◆ **Dataset entries**
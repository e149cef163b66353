//! Backup restoration
//!
//! Imports are partial-success: every record is checked on its own, bad
//! records are skipped and reported, and the good ones are committed. Each
//! collection present in the document replaces the stored collection under
//! that collection's lock. Collections absent from the document are left
//! untouched.

use std::collections::{BTreeMap, HashSet};
use std::fmt;
use std::path::Path;

use chrono::{DateTime, Utc};
use serde_json::Value;

use crate::error::{TouchlineError, TouchlineResult};
use crate::models::{
    normalize_name, AppSettings, Collection, Entity, Named, Personnel, Player,
    PlayerStatAdjustment, SavedGame, Season, Team, Tournament, Validate,
};
use crate::services::EntityStore;
use crate::storage::file_io::{read_optional, run_blocking};
use crate::storage::StorageKey;

use super::document::BackupDocument;

/// A record the import left out
#[derive(Debug, Clone, PartialEq)]
pub struct SkippedRecord {
    pub collection: String,
    /// Record id, or `#<index>` when the record has none
    pub id: String,
    pub reason: String,
}

impl fmt::Display for SkippedRecord {
    fn fmt(&self, f: &mut fmt::Formatter<'_>) -> fmt::Result {
        write!(f, "{}/{}: {}", self.collection, self.id, self.reason)
    }
}

/// Result of an import
#[derive(Debug, Default)]
pub struct ImportResult {
    pub imported: usize,
    pub skipped: Vec<SkippedRecord>,
    pub total: usize,
}

impl ImportResult {
    pub fn is_complete(&self) -> bool {
        self.skipped.is_empty()
    }

    pub fn summary(&self) -> String {
        format!(
            "Imported {} of {} records ({} skipped)",
            self.imported,
            self.total,
            self.skipped.len()
        )
    }

    fn skip(&mut self, collection: &str, id: String, reason: impl Into<String>) {
        let record = SkippedRecord {
            collection: collection.to_string(),
            id,
            reason: reason.into(),
        };
        tracing::warn!(skipped = %record, "import skipped record");
        self.skipped.push(record);
    }
}

/// What a backup file holds, without importing it
#[derive(Debug)]
pub struct ValidationResult {
    pub format_version: u32,
    pub exported_at: DateTime<Utc>,
    /// Record count per collection
    pub collections: BTreeMap<String, usize>,
}

impl ValidationResult {
    pub fn is_complete(&self) -> bool {
        StorageKey::ENTITY_KEYS
            .iter()
            .all(|key| self.collections.contains_key(key.collection_name()))
    }

    pub fn summary(&self) -> String {
        let missing: Vec<_> = StorageKey::ENTITY_KEYS
            .iter()
            .map(|key| key.collection_name())
            .filter(|name| !self.collections.contains_key(*name))
            .collect();

        if missing.is_empty() {
            format!("Complete backup (v{})", self.format_version)
        } else {
            format!(
                "Partial backup (v{}): missing {}",
                self.format_version,
                missing.join(", ")
            )
        }
    }
}

/// Handles importing backup documents
pub struct RestoreManager<'a> {
    store: &'a EntityStore,
}

impl<'a> RestoreManager<'a> {
    pub fn new(store: &'a EntityStore) -> Self {
        Self { store }
    }

    pub async fn import_file(&self, path: &Path) -> TouchlineResult<ImportResult> {
        let document = read_document(path).await?;
        self.import_document(document).await
    }

    /// Check a backup file without importing it
    pub async fn validate_file(&self, path: &Path) -> TouchlineResult<ValidationResult> {
        let document = read_document(path).await?;
        Ok(ValidationResult {
            format_version: document.format_version,
            exported_at: document.exported_at,
            collections: document
                .collections
                .iter()
                .map(|(name, records)| (name.clone(), records.len()))
                .collect(),
        })
    }

    pub async fn import_document(&self, document: BackupDocument) -> TouchlineResult<ImportResult> {
        let mut result = ImportResult::default();

        for (name, records) in document.collections {
            result.total += records.len();
            let Some(key) = StorageKey::from_collection_name(&name) else {
                for (index, record) in records.iter().enumerate() {
                    result.skip(&name, record_id(record, index), "unknown collection");
                }
                continue;
            };

            match key {
                StorageKey::Teams => self.import_named::<Team>(&name, records, &mut result).await?,
                StorageKey::Seasons => self.import_named::<Season>(&name, records, &mut result).await?,
                StorageKey::Tournaments => {
                    self.import_named::<Tournament>(&name, records, &mut result)
                        .await?
                }
                StorageKey::Personnel => {
                    self.import_named::<Personnel>(&name, records, &mut result)
                        .await?
                }
                StorageKey::MasterRoster => self.import_collection::<Player>(&name, records, &mut result).await?,
                StorageKey::SavedGames => {
                    self.import_collection::<SavedGame>(&name, records, &mut result)
                        .await?
                }
                StorageKey::PlayerAdjustments => {
                    self.import_collection::<PlayerStatAdjustment>(&name, records, &mut result)
                        .await?
                }
                StorageKey::AppSettings => self.import_settings(&name, records, &mut result).await?,
                StorageKey::MigrationStatus => {}
            }
        }

        tracing::info!(
            imported = result.imported,
            skipped = result.skipped.len(),
            total = result.total,
            "import finished"
        );
        Ok(result)
    }

    async fn import_collection<E: Entity>(
        &self,
        name: &str,
        records: Vec<Value>,
        result: &mut ImportResult,
    ) -> TouchlineResult<()> {
        let valid = parse_records::<E>(name, records, result, |_| None);
        self.commit(valid, result).await
    }

    /// Like `import_collection`, also skipping records whose name repeats an
    /// earlier record's under normalization
    async fn import_named<E: Named>(
        &self,
        name: &str,
        records: Vec<Value>,
        result: &mut ImportResult,
    ) -> TouchlineResult<()> {
        let mut seen = HashSet::new();
        let valid = parse_records::<E>(name, records, result, |record| {
            if seen.insert(normalize_name(record.name())) {
                None
            } else {
                Some(format!("duplicate name '{}'", record.name()))
            }
        });
        self.commit(valid, result).await
    }

    async fn commit<E: Entity>(&self, valid: Collection<E>, result: &mut ImportResult) -> TouchlineResult<()> {
        let count = valid.len();
        self.store
            .update_collection::<E, _, _>(move |existing| {
                *existing = valid;
                Ok(())
            })
            .await?;
        result.imported += count;
        Ok(())
    }

    async fn import_settings(
        &self,
        name: &str,
        records: Vec<Value>,
        result: &mut ImportResult,
    ) -> TouchlineResult<()> {
        let mut records = records.into_iter().enumerate();
        let Some((_, first)) = records.next() else {
            return Ok(());
        };
        for (index, extra) in records {
            result.skip(name, record_id(&extra, index), "settings hold a single record");
        }

        let settings = match serde_json::from_value::<AppSettings>(first) {
            Ok(settings) => settings,
            Err(e) => {
                result.skip(name, "#0".into(), e.to_string());
                return Ok(());
            }
        };
        if let Err(reason) = settings.validate() {
            result.skip(name, "#0".into(), reason);
            return Ok(());
        }

        self.store
            .update(StorageKey::AppSettings, move |current: &mut AppSettings| {
                *current = settings;
                Ok(())
            })
            .await?;
        result.imported += 1;
        Ok(())
    }
}

/// Decode and validate each record on its own; `reject` may veto a record
/// that is valid by itself
fn parse_records<E: Entity>(
    name: &str,
    records: Vec<Value>,
    result: &mut ImportResult,
    mut reject: impl FnMut(&E) -> Option<String>,
) -> Collection<E> {
    let mut valid = Collection::new();
    for (index, raw) in records.into_iter().enumerate() {
        let id = record_id(&raw, index);
        let mut record = match serde_json::from_value::<E>(raw) {
            Ok(record) => record,
            Err(e) => {
                result.skip(name, id, e.to_string());
                continue;
            }
        };
        record.normalize();
        if let Err(reason) = record.validate() {
            result.skip(name, id, reason);
            continue;
        }
        if valid.contains_key(record.id()) {
            result.skip(name, id, "duplicate id");
            continue;
        }
        if let Some(reason) = reject(&record) {
            result.skip(name, id, reason);
            continue;
        }
        valid.insert(record.id().to_string(), record);
    }
    valid
}

fn record_id(record: &Value, index: usize) -> String {
    record
        .get("id")
        .and_then(Value::as_str)
        .map(str::to_string)
        .unwrap_or_else(|| format!("#{}", index))
}

async fn read_document(path: &Path) -> TouchlineResult<BackupDocument> {
    let target = path.to_path_buf();
    let text = run_blocking(move || read_optional(&target))
        .await?
        .ok_or_else(|| TouchlineError::Io(format!("Backup file not found: {}", path.display())))?;
    BackupDocument::parse(&text)
}
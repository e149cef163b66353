//! Service layer for Touchline
//!
//! One manager per entity type. Managers never touch the storage backend
//! directly: every mutation goes through [`EntityStore`], which wraps it in
//! the key's lock as a full read-modify-write.

pub mod adjustment;
pub mod game;
mod named;
pub mod personnel;
pub mod player;
pub mod season;
pub mod settings;
pub mod store;
pub mod team;
pub mod tournament;

pub use adjustment::AdjustmentService;
pub use game::{GamePatch, GameService};
pub use personnel::{PersonnelRemoval, PersonnelService};
pub use player::RosterService;
pub use season::SeasonService;
pub use settings::SettingsService;
pub use store::EntityStore;
pub use team::TeamService;
pub use tournament::TournamentService;
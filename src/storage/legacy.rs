//! Legacy flat key-value store
//!
//! Before the per-key backend existed every collection lived as a string value
//! in one flat map, persisted as a single JSON object file. The store is only
//! read by the migration engine and kept as a fallback until migration
//! commits.

use std::collections::BTreeMap;
use std::path::{Path, PathBuf};
use std::sync::atomic::{AtomicBool, Ordering};

use async_trait::async_trait;
use tokio::sync::Mutex;

use crate::error::{TouchlineError, TouchlineResult};

use super::adapter::{disposed_error, StorageAdapter};
use super::file_io::{read_optional, remove_if_exists, run_blocking, write_atomic};

const BACKEND: &str = "legacy";

type FlatMap = BTreeMap<String, String>;

pub struct LegacyFileStore {
    path: PathBuf,
    // Serializes this store's own load-modify-save of the single file
    file_lock: Mutex<()>,
    disposed: AtomicBool,
}

impl LegacyFileStore {
    pub fn new(path: impl Into<PathBuf>) -> Self {
        Self {
            path: path.into(),
            file_lock: Mutex::new(()),
            disposed: AtomicBool::new(false),
        }
    }

    pub fn path(&self) -> &Path {
        &self.path
    }

    async fn load(&self) -> TouchlineResult<FlatMap> {
        if self.is_disposed() {
            return Err(disposed_error(BACKEND));
        }
        let path = self.path.clone();
        let raw = run_blocking(move || read_optional(path)).await?;
        match raw {
            None => Ok(FlatMap::new()),
            Some(text) if text.trim().is_empty() => Ok(FlatMap::new()),
            Some(text) => serde_json::from_str(&text).map_err(|e| {
                TouchlineError::corrupt(self.path.display().to_string(), e.to_string())
            }),
        }
    }

    async fn save(&self, map: FlatMap) -> TouchlineResult<()> {
        let path = self.path.clone();
        if map.is_empty() {
            return run_blocking(move || remove_if_exists(path)).await;
        }
        let text = serde_json::to_string_pretty(&map)?;
        run_blocking(move || write_atomic(path, &text)).await
    }
}

#[async_trait]
impl StorageAdapter for LegacyFileStore {
    async fn get(&self, key: &str) -> TouchlineResult<Option<String>> {
        let map = self.load().await?;
        Ok(map.get(key).cloned())
    }

    async fn set(&self, key: &str, value: String) -> TouchlineResult<()> {
        let _guard = self.file_lock.lock().await;
        let mut map = self.load().await?;
        map.insert(key.to_string(), value);
        self.save(map).await
    }

    async fn remove(&self, key: &str) -> TouchlineResult<()> {
        let _guard = self.file_lock.lock().await;
        let mut map = self.load().await?;
        if map.remove(key).is_some() {
            self.save(map).await?;
        }
        Ok(())
    }

    async fn keys(&self) -> TouchlineResult<Vec<String>> {
        let map = self.load().await?;
        Ok(map.into_keys().collect())
    }

    fn backend_name(&self) -> &'static str {
        BACKEND
    }

    async fn dispose(&self) -> TouchlineResult<()> {
        self.disposed.store(true, Ordering::SeqCst);
        Ok(())
    }

    fn is_disposed(&self) -> bool {
        self.disposed.load(Ordering::SeqCst)
    }
}
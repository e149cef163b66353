//! Roster player model

use serde::{Deserialize, Serialize};

use super::ids::PlayerId;
use super::{validate_name, Entity, Validate};
use crate::storage::StorageKey;

/// An entry in the master roster
#[derive(Debug, Clone, PartialEq, Serialize, Deserialize)]
#[serde(rename_all = "camelCase")]
pub struct Player {
    pub id: PlayerId,

    pub name: String,

    #[serde(default, skip_serializing_if = "Option::is_none")]
    pub nickname: Option<String>,

    /// Kept as text: "07" and "7" are different shirts
    #[serde(default, skip_serializing_if = "Option::is_none")]
    pub jersey_number: Option<String>,

    #[serde(default)]
    pub is_goalie: bool,

    #[serde(default)]
    pub received_fair_play_card: bool,

    #[serde(default, skip_serializing_if = "Option::is_none")]
    pub notes: Option<String>,
}

#[derive(Debug, Clone, Default, Serialize, Deserialize)]
#[serde(rename_all = "camelCase")]
pub struct PlayerPatch {
    pub name: Option<String>,
    pub nickname: Option<String>,
    pub jersey_number: Option<String>,
    pub is_goalie: Option<bool>,
    pub received_fair_play_card: Option<bool>,
    pub notes: Option<String>,
}

impl Player {
    pub fn new(name: impl Into<String>) -> Self {
        Self {
            id: PlayerId::new(),
            name: name.into().trim().to_string(),
            nickname: None,
            jersey_number: None,
            is_goalie: false,
            received_fair_play_card: false,
            notes: None,
        }
    }

    pub fn apply(&mut self, patch: PlayerPatch) {
        if let Some(name) = patch.name {
            self.name = name.trim().to_string();
        }
        if patch.nickname.is_some() {
            self.nickname = patch.nickname;
        }
        if patch.jersey_number.is_some() {
            self.jersey_number = patch.jersey_number;
        }
        if let Some(is_goalie) = patch.is_goalie {
            self.is_goalie = is_goalie;
        }
        if let Some(card) = patch.received_fair_play_card {
            self.received_fair_play_card = card;
        }
        if patch.notes.is_some() {
            self.notes = patch.notes;
        }
    }
}

impl Validate for Player {
    fn validate(&self) -> Result<(), String> {
        validate_name(&self.name)?;
        if let Some(number) = &self.jersey_number {
            if number.len() > 3 || !number.chars().all(|c| c.is_ascii_digit()) {
                return Err(format!("invalid jersey number '{}'", number));
            }
        }
        Ok(())
    }
}

impl Entity for Player {
    const KIND: &'static str = "Player";
    const KEY: StorageKey = StorageKey::MasterRoster;

    fn id(&self) -> &str {
        self.id.as_str()
    }
}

◆ **INSTRUCTIONS TO FOLLOW**
Search term "insert": return each line of the data that contains it.

◆ **EXERCISE OUTPUT**
            if seen.insert(normalize_name(record.name())) {
        valid.insert(record.id().to_string(), record);
        map.insert(key.to_string(), value);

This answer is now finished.